== DATA SECTION ==

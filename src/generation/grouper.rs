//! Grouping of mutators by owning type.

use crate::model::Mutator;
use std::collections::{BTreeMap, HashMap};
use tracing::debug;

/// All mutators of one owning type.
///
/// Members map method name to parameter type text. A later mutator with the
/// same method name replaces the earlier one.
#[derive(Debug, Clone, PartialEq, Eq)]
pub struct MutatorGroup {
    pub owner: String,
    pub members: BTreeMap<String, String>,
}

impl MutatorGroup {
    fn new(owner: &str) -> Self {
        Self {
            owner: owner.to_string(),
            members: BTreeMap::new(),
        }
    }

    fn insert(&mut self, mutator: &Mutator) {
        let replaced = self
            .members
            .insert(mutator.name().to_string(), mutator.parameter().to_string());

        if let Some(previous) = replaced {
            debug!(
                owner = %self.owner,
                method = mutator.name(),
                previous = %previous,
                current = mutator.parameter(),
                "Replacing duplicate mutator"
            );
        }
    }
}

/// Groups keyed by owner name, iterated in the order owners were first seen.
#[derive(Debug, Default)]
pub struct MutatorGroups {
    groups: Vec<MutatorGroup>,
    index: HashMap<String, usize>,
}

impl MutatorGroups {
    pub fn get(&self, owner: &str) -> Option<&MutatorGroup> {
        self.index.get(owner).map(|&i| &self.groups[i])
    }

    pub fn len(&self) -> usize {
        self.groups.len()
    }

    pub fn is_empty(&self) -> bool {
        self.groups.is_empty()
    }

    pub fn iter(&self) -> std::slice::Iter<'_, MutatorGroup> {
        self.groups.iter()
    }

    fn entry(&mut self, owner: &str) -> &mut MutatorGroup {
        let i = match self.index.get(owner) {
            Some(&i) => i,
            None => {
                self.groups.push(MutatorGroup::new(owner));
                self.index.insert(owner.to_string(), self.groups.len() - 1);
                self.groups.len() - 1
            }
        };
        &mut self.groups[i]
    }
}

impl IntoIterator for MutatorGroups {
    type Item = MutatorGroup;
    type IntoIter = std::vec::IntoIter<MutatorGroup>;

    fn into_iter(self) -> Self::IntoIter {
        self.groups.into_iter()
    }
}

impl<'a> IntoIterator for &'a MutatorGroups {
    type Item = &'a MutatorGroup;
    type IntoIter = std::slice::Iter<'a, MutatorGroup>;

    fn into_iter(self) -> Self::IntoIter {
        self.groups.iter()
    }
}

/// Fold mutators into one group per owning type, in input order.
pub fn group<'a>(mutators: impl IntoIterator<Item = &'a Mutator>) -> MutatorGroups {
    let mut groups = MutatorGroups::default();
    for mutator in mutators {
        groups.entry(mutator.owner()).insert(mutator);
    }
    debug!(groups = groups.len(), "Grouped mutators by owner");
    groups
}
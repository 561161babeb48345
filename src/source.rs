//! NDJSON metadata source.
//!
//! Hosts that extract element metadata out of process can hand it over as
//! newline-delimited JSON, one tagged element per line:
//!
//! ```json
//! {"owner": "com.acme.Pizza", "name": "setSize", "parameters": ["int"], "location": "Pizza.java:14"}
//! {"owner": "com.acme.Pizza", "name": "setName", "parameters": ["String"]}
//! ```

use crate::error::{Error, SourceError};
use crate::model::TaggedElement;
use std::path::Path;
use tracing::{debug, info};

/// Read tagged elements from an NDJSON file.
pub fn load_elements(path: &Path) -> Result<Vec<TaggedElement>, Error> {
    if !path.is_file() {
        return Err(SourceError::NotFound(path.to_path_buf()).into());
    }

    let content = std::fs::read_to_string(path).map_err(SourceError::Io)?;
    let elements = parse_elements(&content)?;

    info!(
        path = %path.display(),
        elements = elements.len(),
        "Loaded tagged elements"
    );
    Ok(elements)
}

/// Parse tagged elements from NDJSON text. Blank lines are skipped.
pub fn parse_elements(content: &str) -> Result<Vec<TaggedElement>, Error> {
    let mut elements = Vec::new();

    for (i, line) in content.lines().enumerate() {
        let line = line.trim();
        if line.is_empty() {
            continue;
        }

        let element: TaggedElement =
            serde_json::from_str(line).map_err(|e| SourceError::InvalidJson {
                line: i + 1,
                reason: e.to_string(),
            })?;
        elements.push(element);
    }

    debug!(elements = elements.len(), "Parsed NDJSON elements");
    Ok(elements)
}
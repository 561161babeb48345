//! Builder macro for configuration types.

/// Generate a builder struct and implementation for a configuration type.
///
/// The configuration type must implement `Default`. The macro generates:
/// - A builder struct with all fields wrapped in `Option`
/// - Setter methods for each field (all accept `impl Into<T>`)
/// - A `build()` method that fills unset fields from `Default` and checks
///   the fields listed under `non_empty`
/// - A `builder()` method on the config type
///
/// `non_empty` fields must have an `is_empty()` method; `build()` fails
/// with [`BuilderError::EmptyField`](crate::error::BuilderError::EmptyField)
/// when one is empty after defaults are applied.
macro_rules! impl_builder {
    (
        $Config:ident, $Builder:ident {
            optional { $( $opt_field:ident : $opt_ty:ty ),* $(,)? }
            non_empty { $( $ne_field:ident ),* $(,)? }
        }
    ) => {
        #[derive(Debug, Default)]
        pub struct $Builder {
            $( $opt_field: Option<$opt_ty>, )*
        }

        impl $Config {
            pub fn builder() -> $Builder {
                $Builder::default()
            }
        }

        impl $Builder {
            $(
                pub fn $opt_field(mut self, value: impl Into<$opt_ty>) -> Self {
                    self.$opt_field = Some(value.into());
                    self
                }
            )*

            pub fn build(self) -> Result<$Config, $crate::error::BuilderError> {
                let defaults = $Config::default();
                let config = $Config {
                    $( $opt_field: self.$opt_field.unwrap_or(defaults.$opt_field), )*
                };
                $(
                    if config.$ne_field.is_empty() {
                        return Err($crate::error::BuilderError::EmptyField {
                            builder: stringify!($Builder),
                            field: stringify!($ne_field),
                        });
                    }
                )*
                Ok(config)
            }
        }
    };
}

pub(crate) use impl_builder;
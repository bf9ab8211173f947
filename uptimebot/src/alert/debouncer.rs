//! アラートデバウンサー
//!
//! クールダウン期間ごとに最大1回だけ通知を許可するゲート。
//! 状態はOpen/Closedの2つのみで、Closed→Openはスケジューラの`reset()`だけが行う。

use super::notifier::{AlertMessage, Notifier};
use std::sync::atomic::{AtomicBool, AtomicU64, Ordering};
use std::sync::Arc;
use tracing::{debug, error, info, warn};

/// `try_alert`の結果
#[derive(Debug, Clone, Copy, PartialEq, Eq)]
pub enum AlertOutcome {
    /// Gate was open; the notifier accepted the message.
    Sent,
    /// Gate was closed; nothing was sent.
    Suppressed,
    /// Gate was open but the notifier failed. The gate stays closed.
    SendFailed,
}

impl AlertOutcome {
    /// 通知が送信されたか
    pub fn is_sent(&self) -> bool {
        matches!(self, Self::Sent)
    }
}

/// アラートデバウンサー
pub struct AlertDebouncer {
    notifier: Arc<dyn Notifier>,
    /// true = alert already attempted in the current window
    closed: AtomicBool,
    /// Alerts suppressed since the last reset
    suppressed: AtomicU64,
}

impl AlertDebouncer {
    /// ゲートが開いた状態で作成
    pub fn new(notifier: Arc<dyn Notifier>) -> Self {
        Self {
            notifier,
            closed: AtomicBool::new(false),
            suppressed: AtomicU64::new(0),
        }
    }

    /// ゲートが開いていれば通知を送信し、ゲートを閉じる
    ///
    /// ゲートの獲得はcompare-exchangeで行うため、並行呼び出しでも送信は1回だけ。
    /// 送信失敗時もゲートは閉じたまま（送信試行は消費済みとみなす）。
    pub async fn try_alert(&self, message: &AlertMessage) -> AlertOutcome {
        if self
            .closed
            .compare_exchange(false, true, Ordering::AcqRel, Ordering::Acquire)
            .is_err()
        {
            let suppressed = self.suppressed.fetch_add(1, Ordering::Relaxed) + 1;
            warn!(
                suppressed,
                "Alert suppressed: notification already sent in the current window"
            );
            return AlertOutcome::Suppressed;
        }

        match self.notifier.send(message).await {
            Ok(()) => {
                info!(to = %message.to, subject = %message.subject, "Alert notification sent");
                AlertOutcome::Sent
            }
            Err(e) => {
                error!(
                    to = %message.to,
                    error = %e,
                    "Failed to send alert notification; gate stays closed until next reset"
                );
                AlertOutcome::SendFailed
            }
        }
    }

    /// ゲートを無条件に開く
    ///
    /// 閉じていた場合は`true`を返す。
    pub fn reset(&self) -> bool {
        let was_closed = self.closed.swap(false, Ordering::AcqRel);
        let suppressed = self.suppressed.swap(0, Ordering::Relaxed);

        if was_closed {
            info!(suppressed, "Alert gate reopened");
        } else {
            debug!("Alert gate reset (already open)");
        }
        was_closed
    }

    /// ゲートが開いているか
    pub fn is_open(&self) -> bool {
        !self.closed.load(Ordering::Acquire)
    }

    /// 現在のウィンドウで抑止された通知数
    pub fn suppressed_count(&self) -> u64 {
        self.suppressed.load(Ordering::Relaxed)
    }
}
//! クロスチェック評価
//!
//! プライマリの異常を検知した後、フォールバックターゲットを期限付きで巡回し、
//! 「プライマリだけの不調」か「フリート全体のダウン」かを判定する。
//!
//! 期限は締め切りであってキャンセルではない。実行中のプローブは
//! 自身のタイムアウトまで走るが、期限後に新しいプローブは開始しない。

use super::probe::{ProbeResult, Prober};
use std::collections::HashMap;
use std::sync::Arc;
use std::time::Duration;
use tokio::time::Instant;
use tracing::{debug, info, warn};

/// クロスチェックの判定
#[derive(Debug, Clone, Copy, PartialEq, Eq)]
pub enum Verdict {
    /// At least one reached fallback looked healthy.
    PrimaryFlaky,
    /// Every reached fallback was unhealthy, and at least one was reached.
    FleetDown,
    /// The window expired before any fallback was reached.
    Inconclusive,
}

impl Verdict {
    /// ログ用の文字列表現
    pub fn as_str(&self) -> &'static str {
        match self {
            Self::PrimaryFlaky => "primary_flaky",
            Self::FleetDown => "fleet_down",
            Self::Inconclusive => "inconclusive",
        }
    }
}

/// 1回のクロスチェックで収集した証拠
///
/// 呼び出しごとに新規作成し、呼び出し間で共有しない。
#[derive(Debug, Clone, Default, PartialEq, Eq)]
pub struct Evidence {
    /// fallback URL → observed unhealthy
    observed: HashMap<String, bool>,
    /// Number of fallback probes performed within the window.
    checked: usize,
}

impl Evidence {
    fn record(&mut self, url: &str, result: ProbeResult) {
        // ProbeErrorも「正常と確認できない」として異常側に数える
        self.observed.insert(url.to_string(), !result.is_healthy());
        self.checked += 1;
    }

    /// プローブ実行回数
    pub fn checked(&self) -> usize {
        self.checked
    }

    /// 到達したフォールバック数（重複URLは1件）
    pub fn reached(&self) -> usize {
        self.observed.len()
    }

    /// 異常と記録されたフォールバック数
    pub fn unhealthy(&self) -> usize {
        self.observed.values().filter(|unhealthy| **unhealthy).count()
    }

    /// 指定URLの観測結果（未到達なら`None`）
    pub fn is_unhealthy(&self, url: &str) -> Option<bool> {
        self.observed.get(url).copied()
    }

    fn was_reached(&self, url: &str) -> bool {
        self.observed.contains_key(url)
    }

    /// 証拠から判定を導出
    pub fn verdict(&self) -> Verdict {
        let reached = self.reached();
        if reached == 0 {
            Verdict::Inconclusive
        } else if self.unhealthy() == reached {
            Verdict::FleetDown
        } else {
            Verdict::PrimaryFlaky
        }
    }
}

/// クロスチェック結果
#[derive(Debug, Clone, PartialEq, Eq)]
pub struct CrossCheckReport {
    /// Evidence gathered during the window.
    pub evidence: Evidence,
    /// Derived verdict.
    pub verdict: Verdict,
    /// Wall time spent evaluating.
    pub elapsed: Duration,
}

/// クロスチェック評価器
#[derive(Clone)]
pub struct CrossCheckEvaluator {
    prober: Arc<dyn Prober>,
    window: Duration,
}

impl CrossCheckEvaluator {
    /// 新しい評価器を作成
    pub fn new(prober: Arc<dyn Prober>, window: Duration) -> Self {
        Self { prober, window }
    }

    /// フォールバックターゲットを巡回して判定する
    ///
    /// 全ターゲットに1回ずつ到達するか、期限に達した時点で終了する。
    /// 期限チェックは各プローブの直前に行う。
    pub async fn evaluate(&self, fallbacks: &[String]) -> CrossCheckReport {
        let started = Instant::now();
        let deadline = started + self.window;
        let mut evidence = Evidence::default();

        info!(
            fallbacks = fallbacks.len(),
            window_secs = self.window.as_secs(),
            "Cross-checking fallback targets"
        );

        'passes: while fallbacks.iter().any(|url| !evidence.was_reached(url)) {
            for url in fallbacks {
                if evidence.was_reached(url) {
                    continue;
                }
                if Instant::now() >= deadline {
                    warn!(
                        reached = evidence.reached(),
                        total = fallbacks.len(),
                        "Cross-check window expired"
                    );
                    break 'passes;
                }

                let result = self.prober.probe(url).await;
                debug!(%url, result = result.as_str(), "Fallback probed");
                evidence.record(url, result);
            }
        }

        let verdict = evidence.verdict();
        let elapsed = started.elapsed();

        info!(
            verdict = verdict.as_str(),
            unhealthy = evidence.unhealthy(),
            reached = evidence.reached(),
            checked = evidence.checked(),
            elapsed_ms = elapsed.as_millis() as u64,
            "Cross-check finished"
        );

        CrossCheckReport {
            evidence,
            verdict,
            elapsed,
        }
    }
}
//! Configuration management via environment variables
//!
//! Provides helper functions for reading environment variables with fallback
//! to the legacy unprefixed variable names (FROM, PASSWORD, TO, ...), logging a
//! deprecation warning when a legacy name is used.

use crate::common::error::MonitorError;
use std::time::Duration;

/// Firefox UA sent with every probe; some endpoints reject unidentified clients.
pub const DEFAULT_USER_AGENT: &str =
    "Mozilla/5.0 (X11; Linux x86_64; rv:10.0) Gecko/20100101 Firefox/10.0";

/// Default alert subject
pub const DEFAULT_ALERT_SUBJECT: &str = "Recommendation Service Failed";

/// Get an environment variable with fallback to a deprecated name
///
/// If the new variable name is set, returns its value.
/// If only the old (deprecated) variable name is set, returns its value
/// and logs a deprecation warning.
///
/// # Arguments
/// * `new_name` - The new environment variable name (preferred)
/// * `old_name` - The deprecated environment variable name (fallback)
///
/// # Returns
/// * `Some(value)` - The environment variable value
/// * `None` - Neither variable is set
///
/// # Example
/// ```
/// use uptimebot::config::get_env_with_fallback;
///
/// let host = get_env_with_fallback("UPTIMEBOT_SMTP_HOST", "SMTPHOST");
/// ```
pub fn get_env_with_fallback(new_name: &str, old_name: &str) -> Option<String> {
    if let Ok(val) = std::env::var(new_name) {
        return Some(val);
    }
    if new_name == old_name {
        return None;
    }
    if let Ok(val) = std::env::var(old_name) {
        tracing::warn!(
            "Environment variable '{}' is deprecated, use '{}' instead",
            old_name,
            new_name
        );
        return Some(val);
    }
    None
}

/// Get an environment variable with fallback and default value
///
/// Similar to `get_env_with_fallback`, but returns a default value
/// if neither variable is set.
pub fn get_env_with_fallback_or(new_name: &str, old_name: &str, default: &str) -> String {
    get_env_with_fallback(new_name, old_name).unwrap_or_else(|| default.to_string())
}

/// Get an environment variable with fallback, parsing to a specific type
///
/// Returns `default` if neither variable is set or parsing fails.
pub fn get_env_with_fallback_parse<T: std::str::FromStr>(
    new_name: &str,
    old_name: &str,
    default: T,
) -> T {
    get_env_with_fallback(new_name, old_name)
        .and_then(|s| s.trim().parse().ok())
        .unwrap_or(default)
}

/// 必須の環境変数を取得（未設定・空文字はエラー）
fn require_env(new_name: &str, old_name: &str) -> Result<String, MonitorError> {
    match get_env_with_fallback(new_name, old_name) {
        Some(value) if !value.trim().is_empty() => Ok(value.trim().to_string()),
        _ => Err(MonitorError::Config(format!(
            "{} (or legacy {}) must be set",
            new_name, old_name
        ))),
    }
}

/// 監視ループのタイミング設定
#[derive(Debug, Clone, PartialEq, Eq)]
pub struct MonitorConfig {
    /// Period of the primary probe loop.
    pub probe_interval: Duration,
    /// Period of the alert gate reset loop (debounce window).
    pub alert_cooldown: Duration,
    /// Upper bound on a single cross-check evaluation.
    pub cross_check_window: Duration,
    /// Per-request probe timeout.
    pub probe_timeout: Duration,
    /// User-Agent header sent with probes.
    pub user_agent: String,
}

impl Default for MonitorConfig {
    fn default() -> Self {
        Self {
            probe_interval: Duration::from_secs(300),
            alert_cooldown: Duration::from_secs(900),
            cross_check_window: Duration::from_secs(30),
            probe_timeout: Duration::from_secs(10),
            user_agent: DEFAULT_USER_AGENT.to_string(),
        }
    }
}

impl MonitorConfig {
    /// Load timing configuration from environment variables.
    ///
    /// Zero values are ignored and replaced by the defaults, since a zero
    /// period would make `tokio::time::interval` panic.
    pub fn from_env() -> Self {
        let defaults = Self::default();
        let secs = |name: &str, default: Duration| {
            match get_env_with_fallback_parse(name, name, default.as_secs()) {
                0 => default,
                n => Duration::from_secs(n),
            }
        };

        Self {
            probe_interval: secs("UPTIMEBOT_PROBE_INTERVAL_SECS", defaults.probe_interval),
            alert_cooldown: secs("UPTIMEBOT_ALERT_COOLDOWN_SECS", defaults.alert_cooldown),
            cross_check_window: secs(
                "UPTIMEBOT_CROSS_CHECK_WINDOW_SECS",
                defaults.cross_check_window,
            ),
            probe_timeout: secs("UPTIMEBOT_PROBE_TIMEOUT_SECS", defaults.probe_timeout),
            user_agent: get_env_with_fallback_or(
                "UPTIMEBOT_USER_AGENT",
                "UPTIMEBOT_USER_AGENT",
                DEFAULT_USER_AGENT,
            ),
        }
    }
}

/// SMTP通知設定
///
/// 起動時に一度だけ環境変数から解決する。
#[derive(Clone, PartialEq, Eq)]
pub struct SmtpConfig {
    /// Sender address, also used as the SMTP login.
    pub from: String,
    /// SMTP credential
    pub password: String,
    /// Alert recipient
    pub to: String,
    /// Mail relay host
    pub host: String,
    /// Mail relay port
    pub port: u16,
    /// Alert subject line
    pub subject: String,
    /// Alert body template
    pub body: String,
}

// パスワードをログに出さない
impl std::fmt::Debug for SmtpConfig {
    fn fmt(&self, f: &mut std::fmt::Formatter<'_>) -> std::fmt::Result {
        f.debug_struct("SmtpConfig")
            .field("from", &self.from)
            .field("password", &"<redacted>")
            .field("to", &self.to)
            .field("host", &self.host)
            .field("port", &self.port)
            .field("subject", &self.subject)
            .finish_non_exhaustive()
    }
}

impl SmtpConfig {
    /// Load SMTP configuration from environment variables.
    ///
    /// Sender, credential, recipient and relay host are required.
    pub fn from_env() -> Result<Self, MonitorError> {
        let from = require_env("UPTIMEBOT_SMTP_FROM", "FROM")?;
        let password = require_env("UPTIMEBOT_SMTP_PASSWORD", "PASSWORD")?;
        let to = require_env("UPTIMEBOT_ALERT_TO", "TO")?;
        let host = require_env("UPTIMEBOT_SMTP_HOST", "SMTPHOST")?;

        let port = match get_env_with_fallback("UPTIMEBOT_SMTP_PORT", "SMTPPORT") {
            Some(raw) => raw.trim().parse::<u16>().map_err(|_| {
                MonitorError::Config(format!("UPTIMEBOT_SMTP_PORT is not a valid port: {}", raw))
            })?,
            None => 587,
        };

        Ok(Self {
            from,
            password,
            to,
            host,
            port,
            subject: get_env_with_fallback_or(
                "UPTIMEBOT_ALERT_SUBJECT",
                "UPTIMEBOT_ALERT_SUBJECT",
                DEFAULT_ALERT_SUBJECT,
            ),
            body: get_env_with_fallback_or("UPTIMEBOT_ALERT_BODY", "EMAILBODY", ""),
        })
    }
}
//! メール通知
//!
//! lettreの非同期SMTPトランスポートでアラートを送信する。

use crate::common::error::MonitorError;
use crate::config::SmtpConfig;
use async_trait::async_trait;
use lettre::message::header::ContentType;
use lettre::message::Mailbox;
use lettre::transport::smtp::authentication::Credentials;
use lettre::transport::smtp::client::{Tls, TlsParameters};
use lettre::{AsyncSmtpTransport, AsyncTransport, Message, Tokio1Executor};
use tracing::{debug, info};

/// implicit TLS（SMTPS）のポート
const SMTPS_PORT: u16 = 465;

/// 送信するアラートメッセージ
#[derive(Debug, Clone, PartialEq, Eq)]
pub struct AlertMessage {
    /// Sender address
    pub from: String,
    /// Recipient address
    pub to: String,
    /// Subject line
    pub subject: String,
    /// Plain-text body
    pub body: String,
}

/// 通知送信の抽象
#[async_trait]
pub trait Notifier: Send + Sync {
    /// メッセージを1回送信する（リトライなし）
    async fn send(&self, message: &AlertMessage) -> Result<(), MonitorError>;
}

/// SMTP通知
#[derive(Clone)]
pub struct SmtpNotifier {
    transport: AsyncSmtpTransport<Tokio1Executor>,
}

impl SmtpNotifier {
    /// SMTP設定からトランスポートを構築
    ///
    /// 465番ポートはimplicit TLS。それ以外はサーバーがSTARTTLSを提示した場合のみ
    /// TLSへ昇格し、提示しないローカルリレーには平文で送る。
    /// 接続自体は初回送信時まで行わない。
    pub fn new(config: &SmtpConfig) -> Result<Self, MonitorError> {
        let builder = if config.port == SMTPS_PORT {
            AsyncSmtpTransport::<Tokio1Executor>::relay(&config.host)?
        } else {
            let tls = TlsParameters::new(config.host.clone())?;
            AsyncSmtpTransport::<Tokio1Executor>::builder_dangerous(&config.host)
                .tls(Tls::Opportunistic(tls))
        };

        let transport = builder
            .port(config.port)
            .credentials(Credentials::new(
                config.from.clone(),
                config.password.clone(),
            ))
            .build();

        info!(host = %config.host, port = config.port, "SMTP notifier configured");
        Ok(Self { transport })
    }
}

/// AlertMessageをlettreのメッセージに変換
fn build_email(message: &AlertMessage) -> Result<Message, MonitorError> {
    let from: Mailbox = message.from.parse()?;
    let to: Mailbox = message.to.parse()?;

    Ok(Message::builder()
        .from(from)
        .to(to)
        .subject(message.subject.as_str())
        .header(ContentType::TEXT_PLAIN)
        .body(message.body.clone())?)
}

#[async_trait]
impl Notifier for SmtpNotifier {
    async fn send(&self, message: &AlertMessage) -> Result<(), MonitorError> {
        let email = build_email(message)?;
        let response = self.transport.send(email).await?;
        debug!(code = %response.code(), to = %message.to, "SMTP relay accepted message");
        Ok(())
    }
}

===

Reply with every line of the listing that has the string "AcqRel".

            .compare_exchange(false, true, Ordering::AcqRel, Ordering::Acquire)
        let was_closed = self.closed.swap(false, Ordering::AcqRel);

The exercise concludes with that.